|
WordPress as a loosely-coupled comment engine
My quest for a loosely-coupled
comment system has led me to the same conclusion Dave Winer
reached a while ago: Use WordPress. Rather than cross-posting to my
WordPress comments blog, though, I'd like to use it as a kind of a web
service that I can integrate into my existing blog. And I'd like
to do that as portably as I can, so that the glue can be repurposed
for any blog publishing system I might switch to, as well as for any
other comment service I might switch to.
I haven't created the glue yet, I'm just doing things manually in
order to think through what the glue needs to do. So far I've
identified these functions:
-
Create placeholders in WordPress. I see no reason to replicate
the bodies of my postings on the WordPress side. I'll just post
stubs
there that link back to my real blog. To make it easier to stitch
things together, I'd like to embed the serial number of my Radio UserLand
posts into the WordPress URLs. So for example:
weblog.infoworld.com/udell/2006/09/23.html#a1529
jonsradiocomments.wordpress.com/2006/09/24/a1529/
That might not be straightforward, though. In this example, the original WordPress URL was something like:
jonsradiocomments.wordpress.com/2006/09/24/how-translucency-could...
The descriptive trailing part of the URL, called the post slug,
is derived automatically from the title. You can change it
interactively, and I did, but that's a nonstandard feature and so
isn't supported in any of the weblog APIs. I might instead have to
embed the serial number in the title.
-
Monitor the WordPress blog for comments. I can schedule a
process to watch the main
comments feed and, when a new comment appears, I can collect the
whole set of comments for that item using the per-item
comments feed.
-
Include comments directly in the main blog. I'm weighing a
couple of approaches. If the watcher process writes comments in HTML
format, and writes them to the same domain as the main blog, then I
can use one of the portable wrappers around XMLHTTPRequest, such as
Dojo, to support a snippet of JavaScript that sources that HTML into
the page. Alternatively the watcher process could write out JSON
(JavaScript Object Notation), which can be sourced into the page
without requiring a heavyweight toolkit. That's how the Recent Links
feature of my blog works now: Del.icio.us provides a JSON
representation of my recent bookmarks at del.icio.us/feeds/json/judell.
-
Propogate deletions. At least for now, I'm leaving comments
open. I'll let the WordPress spam filter catch what it can, and if
anything gets through that shouldn't, I'll manually delete. How the
watcher process will detect deleted comments, in order to refresh
what's included on the main blog, is an open question.
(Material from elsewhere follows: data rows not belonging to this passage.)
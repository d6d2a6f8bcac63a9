#[cfg(test)]
mod tests {
    use crate::RootFinding::bracketing::{bisection, false_position};
    use crate::RootFinding::open_methods::{fixed_point, newton_raphson, secant};
    use crate::RootFinding::{RootMethod, RootProblem, solution, solve};
    use crate::error::NumericError;
    use crate::functions::real_fn;
    use crate::problem::SolveProblem;
    use crate::settings::{IterationControl, SolverSettings};
    use crate::trace::Termination;
    use approx::assert_abs_diff_eq;

    const ROOT: f64 = 1.3688081078213727;

    fn cubic(x: f64) -> f64 {
        x.powi(3) + 2.0 * x.powi(2) + 10.0 * x - 20.0
    }

    fn cubic_derivative(x: f64) -> f64 {
        3.0 * x.powi(2) + 4.0 * x + 10.0
    }

    fn bracket_control() -> IterationControl {
        SolverSettings::default().bracketing
    }

    #[test]
    fn test_newton_raphson_reference_problem() {
        let problem = RootProblem::new(real_fn(cubic), RootMethod::NewtonRaphson { x0: 1.0 })
            .with_derivative(real_fn(cubic_derivative));
        let trace = solve(&problem, &SolverSettings::default()).unwrap();
        assert!(trace.is_converged());
        assert!(trace.len() <= 6);
        assert_abs_diff_eq!(solution(&trace).unwrap(), 1.36880811, epsilon = 1e-7);

        let first = trace.record(1).unwrap();
        assert_eq!(first.get("x"), Some(1.0));
        assert_eq!(first.get("fx"), Some(-7.0));
        assert_eq!(first.get("dfx"), Some(17.0));
        assert_abs_diff_eq!(first.get("x_next").unwrap(), 1.41176470588, epsilon = 1e-10);
    }

    #[test]
    fn test_bisection_errors_halve() {
        let trace = bisection(&cubic, 1.0, 2.0, &bracket_control()).unwrap();
        assert_eq!(trace.termination(), Termination::Converged);
        assert_eq!(trace.len(), 10);
        assert_eq!(trace.record(1).unwrap().get("error"), None);
        let errors = trace.column("error");
        for pair in errors.windows(2) {
            assert!(pair[1] <= pair[0]);
            assert_abs_diff_eq!(pair[1], pair[0] / 2.0, epsilon = 1e-15);
        }
        assert_eq!(solution(&trace), Some(1.3681640625));
        let last = trace.last().unwrap();
        assert!(last.get("fa").unwrap() * last.get("fb").unwrap() <= 0.0);
    }

    #[test]
    fn test_false_position() {
        let trace = false_position(&cubic, 1.0, 2.0, &bracket_control()).unwrap();
        assert!(trace.is_converged());
        assert_eq!(trace.len(), 5);
        assert_abs_diff_eq!(
            trace.record(1).unwrap().get("xr").unwrap(),
            1.3043478260869565,
            epsilon = 1e-12
        );
        let errors = trace.column("error");
        for pair in errors.windows(2) {
            assert!(pair[1] <= pair[0]);
        }
        let last = trace.last().unwrap();
        assert!(last.get("fa").unwrap() * last.get("fb").unwrap() <= 0.0);
        assert_abs_diff_eq!(solution(&trace).unwrap(), ROOT, epsilon = 1e-3);
    }

    #[test]
    fn test_bracketing_stops_on_exact_root() {
        let trace = bisection(&|x: f64| x - 1.5, 1.0, 2.0, &bracket_control()).unwrap();
        assert!(trace.is_converged());
        assert_eq!(trace.len(), 1);
        assert_eq!(solution(&trace), Some(1.5));
    }

    #[test]
    fn test_bracketing_cap() {
        let control = IterationControl::new(1e-12, 5);
        let trace = bisection(&cubic, 1.0, 2.0, &control).unwrap();
        assert_eq!(trace.termination(), Termination::NotConverged);
        assert_eq!(trace.len(), 5);
    }

    #[test]
    fn test_fixed_point_converges() {
        let g = |x: f64| 20.0 / (x * x + 2.0 * x + 10.0);
        let control = SolverSettings::default().open_methods;
        let trace = fixed_point(&g, 1.0, &control).unwrap();
        assert!(trace.is_converged());
        assert_eq!(trace.len(), 23);
        assert_abs_diff_eq!(solution(&trace).unwrap(), ROOT, epsilon = 1e-7);
    }

    #[test]
    fn test_fixed_point_divergence_guard() {
        let g = |x: f64| (20.0 - 2.0 * x * x - x.powi(3)) / 10.0;
        let control = SolverSettings::default().open_methods;
        match fixed_point(&g, 1.0, &control) {
            Err(NumericError::Diverged {
                iteration,
                previous,
                current,
            }) => {
                assert_eq!(iteration, 2);
                assert_abs_diff_eq!(previous, 0.7, epsilon = 1e-12);
                assert_abs_diff_eq!(current, 0.7693, epsilon = 1e-12);
            }
            other => panic!("expected divergence, got {:?}", other),
        }
    }

    #[test]
    fn test_secant() {
        let control = SolverSettings::default().open_methods;
        let trace = secant(&cubic, 1.0, 2.0, &control).unwrap();
        assert!(trace.is_converged());
        assert_eq!(trace.len(), 6);
        let second = trace.record(2).unwrap();
        assert_eq!(second.get("x_prev"), Some(2.0));
        assert_abs_diff_eq!(second.get("x").unwrap(), 1.3043478260869565, epsilon = 1e-12);
        assert_abs_diff_eq!(solution(&trace).unwrap(), ROOT, epsilon = 1e-10);
    }

    #[test]
    fn test_zero_derivative() {
        let control = SolverSettings::default().open_methods;
        let result = newton_raphson(&|x: f64| x * x - 4.0, &|x: f64| 2.0 * x, 0.0, &control, 1e-12);
        assert_eq!(result, Err(NumericError::ZeroDerivative { iteration: 1, x: 0.0 }));
    }

    #[test]
    fn test_zero_denominator() {
        let control = SolverSettings::default().open_methods;
        let result = secant(&|x: f64| x * x, -1.0, 1.0, &control);
        assert_eq!(result, Err(NumericError::ZeroDenominator { iteration: 1 }));
    }

    #[test]
    fn test_domain_error() {
        // the first Newton step lands at a negative x
        let control = SolverSettings::default().open_methods;
        let result = newton_raphson(&f64::ln, &|x: f64| 1.0 / x, 3.0, &control, 1e-12);
        assert!(matches!(result, Err(NumericError::DomainError(_))));
    }

    #[test]
    fn test_problem_requires_functions() {
        let settings = SolverSettings::default();
        let newton = RootProblem::new(real_fn(cubic), RootMethod::NewtonRaphson { x0: 1.0 });
        assert!(matches!(
            newton.solve(&settings),
            Err(NumericError::InvalidInput(_))
        ));
        let fixed = RootProblem::new(real_fn(cubic), RootMethod::FixedPoint { x0: 1.0 });
        assert!(matches!(
            fixed.solve(&settings),
            Err(NumericError::InvalidInput(_))
        ));
    }

    #[test]
    fn test_tolerance_override_and_determinism() {
        let settings = SolverSettings::default();
        let problem = RootProblem::new(real_fn(cubic), RootMethod::Bisection { a: 1.0, b: 2.0 })
            .with_tolerance(1e-6)
            .with_description("x^3 + 2x^2 + 10x - 20");
        let trace = problem.solve(&settings).unwrap();
        assert!(trace.last().unwrap().get("error").unwrap() < 1e-6);
        assert_eq!(trace, problem.solve(&settings).unwrap());
        assert_eq!(problem.title(), "x^3 + 2x^2 + 10x - 20, bisection");
    }
}
use crate::error::NumericError;
use crate::functions::{checked_eval, finite};
use crate::settings::IterationControl;
use crate::trace::{IterationRecord, Termination, Trace};
use log::{debug, warn};

/// Newton-Raphson: `x_{i+1} = x_i - f(x_i)/f'(x_i)`.
///
/// Fails with `ZeroDerivative` as soon as `|f'(x_i)| <= derivative_epsilon`,
/// before the step is taken.
pub fn newton_raphson(
    f: &dyn Fn(f64) -> f64,
    derivative: &dyn Fn(f64) -> f64,
    x0: f64,
    control: &IterationControl,
    derivative_epsilon: f64,
) -> Result<Trace, NumericError> {
    let mut trace = Trace::new("Newton-Raphson");
    let mut x = x0;
    for iteration in 1..=control.max_iterations {
        let fx = checked_eval(f, x)?;
        let dfx = checked_eval(derivative, x)?;
        if dfx.abs() <= derivative_epsilon {
            return Err(NumericError::ZeroDerivative { iteration, x });
        }
        let x_next = finite(x - fx / dfx, || {
            format!("Newton step at iteration {}", iteration)
        })?;
        let error = (x_next - x).abs();
        trace.push(
            IterationRecord::new(iteration, format!("iteration {}", iteration))
                .with("x", x)
                .with("fx", fx)
                .with("dfx", dfx)
                .with("x_next", x_next)
                .with("error", error),
        );
        debug!("Newton-Raphson {}: x = {}, error = {}", iteration, x_next, error);
        if error < control.tolerance {
            return Ok(trace.finish(Termination::Converged));
        }
        x = x_next;
    }
    warn!(
        "Newton-Raphson reached the cap of {} iterations",
        control.max_iterations
    );
    Ok(trace.finish(Termination::NotConverged))
}

/// Fixed-point iteration `x_{i+1} = g(x_i)`.
///
/// Stops with `Diverged` when the error `|x_{i+1} - x_i|` grows compared with
/// the previous iteration.
pub fn fixed_point(
    g: &dyn Fn(f64) -> f64,
    x0: f64,
    control: &IterationControl,
) -> Result<Trace, NumericError> {
    let mut trace = Trace::new("fixed point");
    let mut x = x0;
    let mut previous_error: Option<f64> = None;
    for iteration in 1..=control.max_iterations {
        let x_next = checked_eval(g, x)?;
        let error = (x_next - x).abs();
        trace.push(
            IterationRecord::new(iteration, format!("iteration {}", iteration))
                .with("x", x)
                .with("x_next", x_next)
                .with("error", error),
        );
        debug!("fixed point {}: x = {}, error = {}", iteration, x_next, error);
        if error < control.tolerance {
            return Ok(trace.finish(Termination::Converged));
        }
        if let Some(previous) = previous_error {
            if error > previous {
                return Err(NumericError::Diverged {
                    iteration,
                    previous,
                    current: error,
                });
            }
        }
        previous_error = Some(error);
        x = x_next;
    }
    warn!(
        "fixed point reached the cap of {} iterations",
        control.max_iterations
    );
    Ok(trace.finish(Termination::NotConverged))
}

/// Secant method from the two starting points `x0`, `x1`.
pub fn secant(
    f: &dyn Fn(f64) -> f64,
    x0: f64,
    x1: f64,
    control: &IterationControl,
) -> Result<Trace, NumericError> {
    let mut trace = Trace::new("secant");
    let mut x_prev = x0;
    let mut x = x1;
    let mut f_prev = checked_eval(f, x_prev)?;
    for iteration in 1..=control.max_iterations {
        let fx = checked_eval(f, x)?;
        let denominator = fx - f_prev;
        if denominator == 0.0 {
            return Err(NumericError::ZeroDenominator { iteration });
        }
        let x_next = finite(x - fx * (x - x_prev) / denominator, || {
            format!("secant step at iteration {}", iteration)
        })?;
        let error = (x_next - x).abs();
        trace.push(
            IterationRecord::new(iteration, format!("iteration {}", iteration))
                .with("x_prev", x_prev)
                .with("x", x)
                .with("f_prev", f_prev)
                .with("fx", fx)
                .with("x_next", x_next)
                .with("error", error),
        );
        debug!("secant {}: x = {}, error = {}", iteration, x_next, error);
        if error < control.tolerance {
            return Ok(trace.finish(Termination::Converged));
        }
        x_prev = x;
        f_prev = fx;
        x = x_next;
    }
    warn!("secant reached the cap of {} iterations", control.max_iterations);
    Ok(trace.finish(Termination::NotConverged))
}
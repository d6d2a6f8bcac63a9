//! # Curve Fitting
//!
//! Least-squares fitting of a table of `(x, y)` points to
//! - a straight line, quadratic or cubic polynomial
//! - a straight line or quadratic plus one caller-supplied basis function
//!   `φ(x)`: `y ≈ a0 + a1·x (+ a2·x²) + a_m·φ(x)`
//!
//! The normal equations are assembled from power sums (`Σx^k`, `Σx^k·y`) and,
//! for basis models, the mixed sums `Σx^k·φ`, `Σφ²`, `Σφ·y`. They are solved
//! with Gauss-Jordan, whose records are nested into the fit trace. The last
//! record holds the coefficients `a0 .. a_m`.
//!
//! Fitting and evaluating are separate steps: [`fit`] produces coefficients,
//! [`evaluate`] applies them at a given `x`.
use crate::error::NumericError;
use crate::functions::{RealFn, checked_eval};
use crate::problem::SolveProblem;
use crate::settings::SolverSettings;
use crate::trace::Trace;
use std::fmt;

pub mod least_squares;
mod curve_fitting_tests;

pub use least_squares::{FitStatistics, fit, fit_statistics};

/// model to fit
#[derive(Clone)]
pub enum FitModel {
    Linear,
    Quadratic,
    Cubic,
    /// `a0 + a1·x + a2·φ(x)`
    LinearWithBasis(RealFn),
    /// `a0 + a1·x + a2·x² + a3·φ(x)`
    QuadraticWithBasis(RealFn),
}

impl fmt::Debug for FitModel {
    fn fmt(&self, f: &mut fmt::Formatter<'_>) -> fmt::Result {
        write!(f, "{}", self.name())
    }
}

impl FitModel {
    pub fn name(&self) -> &'static str {
        match self {
            FitModel::Linear => "linear",
            FitModel::Quadratic => "quadratic",
            FitModel::Cubic => "cubic",
            FitModel::LinearWithBasis(_) => "linear with basis function",
            FitModel::QuadraticWithBasis(_) => "quadratic with basis function",
        }
    }

    /// degree of the polynomial part
    pub fn degree(&self) -> usize {
        match self {
            FitModel::Linear | FitModel::LinearWithBasis(_) => 1,
            FitModel::Quadratic | FitModel::QuadraticWithBasis(_) => 2,
            FitModel::Cubic => 3,
        }
    }

    pub fn basis(&self) -> Option<&RealFn> {
        match self {
            FitModel::LinearWithBasis(phi) | FitModel::QuadraticWithBasis(phi) => Some(phi),
            _ => None,
        }
    }

    /// number of coefficients
    pub fn terms(&self) -> usize {
        self.degree() + 1 + usize::from(self.basis().is_some())
    }
}

/// fitted coefficients `a0 .. a_m` from the last record
pub fn coefficients(trace: &Trace) -> Vec<f64> {
    trace.indexed("a", 0)
}

/// Evaluates the fitted model at `x`.
pub fn evaluate(model: &FitModel, coefficients: &[f64], x: f64) -> Result<f64, NumericError> {
    if coefficients.len() != model.terms() {
        return Err(NumericError::DimensionMismatch(format!(
            "{} model takes {} coefficients, got {}",
            model.name(),
            model.terms(),
            coefficients.len()
        )));
    }
    let degree = model.degree();
    let mut value = 0.0;
    for (k, a) in coefficients.iter().take(degree + 1).enumerate() {
        value += a * x.powi(k as i32);
    }
    if let Some(phi) = model.basis() {
        value += coefficients[degree + 1] * checked_eval(&**phi, x)?;
    }
    Ok(value)
}

/// data table paired with the model to fit
#[derive(Clone, Debug)]
pub struct FitProblem {
    pub points: Vec<(f64, f64)>,
    pub model: FitModel,
}

impl FitProblem {
    pub fn new(points: Vec<(f64, f64)>, model: FitModel) -> Self {
        Self { points, model }
    }
}

impl SolveProblem for FitProblem {
    fn solve(&self, settings: &SolverSettings) -> Result<Trace, NumericError> {
        fit(&self.points, &self.model, settings)
    }

    fn title(&self) -> String {
        format!(
            "least-squares {} fit of {} points",
            self.model.name(),
            self.points.len()
        )
    }
}
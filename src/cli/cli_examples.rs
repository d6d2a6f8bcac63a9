use super::cli_main::{get_user_input, prompt};
use crate::Examples::demo_problems::{FAMILIES, problems_for};
use crate::Examples::numeric_examples::{numeric_examples, run_and_print};
use crate::Utils::compare::record_matches;
use crate::problem::{ProblemPool, ProblemSource, SolveProblem};
use crate::settings::SolverSettings;
use crate::trace::Trace;

pub fn family_menu(index: usize, settings: &SolverSettings) {
    let problems = match problems_for(index) {
        Ok(problems) => problems,
        Err(e) => {
            println!("Error: {}", e);
            return;
        }
    };
    loop {
        println!("\n=== {} ===", FAMILIES[index]);
        for (i, problem) in problems.iter().enumerate() {
            println!("{}. {}", i + 1, problem.title());
        }
        println!("a. Run all of them");
        println!("0. Back to main menu");
        prompt("Enter your choice: ");
        let Some(choice) = get_user_input() else {
            break;
        };
        if choice.trim() == "a" {
            numeric_examples(index, settings);
            continue;
        }
        match choice.trim().parse::<usize>() {
            Ok(0) => break,
            Ok(n) if n <= problems.len() => {
                if let Some(trace) = run_and_print(&problems[n - 1], settings) {
                    check_values(&trace, settings);
                }
            }
            _ => println!("Invalid choice. Please try again."),
        }
    }
}

pub fn round_robin(pool: &mut ProblemPool, settings: &SolverSettings) {
    match pool.next_problem() {
        Some(problem) => {
            println!("[{}]", problem.family());
            if let Some(trace) = run_and_print(&problem, settings) {
                check_values(&trace, settings);
            }
        }
        None => println!("The problem pool is empty."),
    }
}

/// Lets the user check hand-computed values: `<step> <name> <value>` per line.
fn check_values(trace: &Trace, settings: &SolverSettings) {
    loop {
        prompt("Check a value as `step name value` (empty line to go back): ");
        let Some(line) = get_user_input() else {
            break;
        };
        let parts: Vec<&str> = line.split_whitespace().collect();
        if parts.is_empty() {
            break;
        }
        let parsed = match parts.as_slice() {
            [step, name, value] => step
                .parse::<usize>()
                .ok()
                .zip(value.parse::<f64>().ok())
                .map(|(step, value)| (step, *name, value)),
            _ => None,
        };
        let Some((step, name, value)) = parsed else {
            println!("Expected: <step> <name> <value>");
            continue;
        };
        match record_matches(trace, step, name, value, &settings.comparison) {
            Some(true) => println!("correct"),
            Some(false) => println!("incorrect"),
            None => println!("step {} has no value `{}`", step, name),
        }
    }
}
use crate::error::NumericError;
use crate::functions::{checked_eval, finite};
use crate::settings::IterationControl;
use crate::trace::{IterationRecord, Termination, Trace};
use log::{debug, warn};

#[derive(Debug, Clone, Copy, PartialEq)]
enum Rule {
    Bisection,
    FalsePosition,
}

impl Rule {
    fn name(&self) -> &'static str {
        match self {
            Rule::Bisection => "bisection",
            Rule::FalsePosition => "false position",
        }
    }
}

/// Bisection on the bracket `[a, b]`.
pub fn bisection(
    f: &dyn Fn(f64) -> f64,
    a: f64,
    b: f64,
    control: &IterationControl,
) -> Result<Trace, NumericError> {
    bracket_search(f, a, b, control, Rule::Bisection)
}

/// Regula falsi on the bracket `[a, b]`: `xr = b - f(b)(a - b)/(f(a) - f(b))`.
pub fn false_position(
    f: &dyn Fn(f64) -> f64,
    a: f64,
    b: f64,
    control: &IterationControl,
) -> Result<Trace, NumericError> {
    bracket_search(f, a, b, control, Rule::FalsePosition)
}

fn bracket_search(
    f: &dyn Fn(f64) -> f64,
    mut a: f64,
    mut b: f64,
    control: &IterationControl,
    rule: Rule,
) -> Result<Trace, NumericError> {
    let mut fa = checked_eval(f, a)?;
    let mut fb = checked_eval(f, b)?;
    if fa * fb > 0.0 {
        warn!(
            "{}: f({}) and f({}) have the same sign, the bracket holds no sign change",
            rule.name(),
            a,
            b
        );
    }

    let mut trace = Trace::new(rule.name());
    let mut previous: Option<f64> = None;
    for iteration in 1..=control.max_iterations {
        let xr = match rule {
            Rule::Bisection => (a + b) / 2.0,
            Rule::FalsePosition => {
                let denominator = fa - fb;
                if denominator == 0.0 {
                    return Err(NumericError::ZeroDenominator { iteration });
                }
                finite(b - fb * (a - b) / denominator, || {
                    format!("false position intercept at iteration {}", iteration)
                })?
            }
        };
        let fxr = checked_eval(f, xr)?;
        let error = previous.map(|p| (xr - p).abs());

        let mut record = IterationRecord::new(iteration, format!("iteration {}", iteration))
            .with("a", a)
            .with("b", b)
            .with("fa", fa)
            .with("fb", fb)
            .with("xr", xr)
            .with("fxr", fxr);
        if let Some(error) = error {
            record.push("error", error);
        }
        trace.push(record);
        debug!("{} {}: xr = {}, f(xr) = {}", rule.name(), iteration, xr, fxr);

        // keep the endpoint whose sign differs from f(xr)
        if fa * fxr < 0.0 {
            b = xr;
            fb = fxr;
        } else {
            a = xr;
            fa = fxr;
        }

        if fxr == 0.0 || error.is_some_and(|e| e < control.tolerance) {
            return Ok(trace.finish(Termination::Converged));
        }
        previous = Some(xr);
    }
    warn!(
        "{} reached the cap of {} iterations",
        rule.name(),
        control.max_iterations
    );
    Ok(trace.finish(Termination::NotConverged))
}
It seems mostly straightforward, but I thought I'd review the plan
here in case anyone's been there and done that and has advice to pass
along.
By the way, I'm not completely comfortable with the idea of
freeloading on WordPress in this way. As I mentioned before,
I'd pay a small monthly fee for a blog-independent service that's
designed equally well for interactive administration of comments and
programmatic integration into my blog. That offer still stands.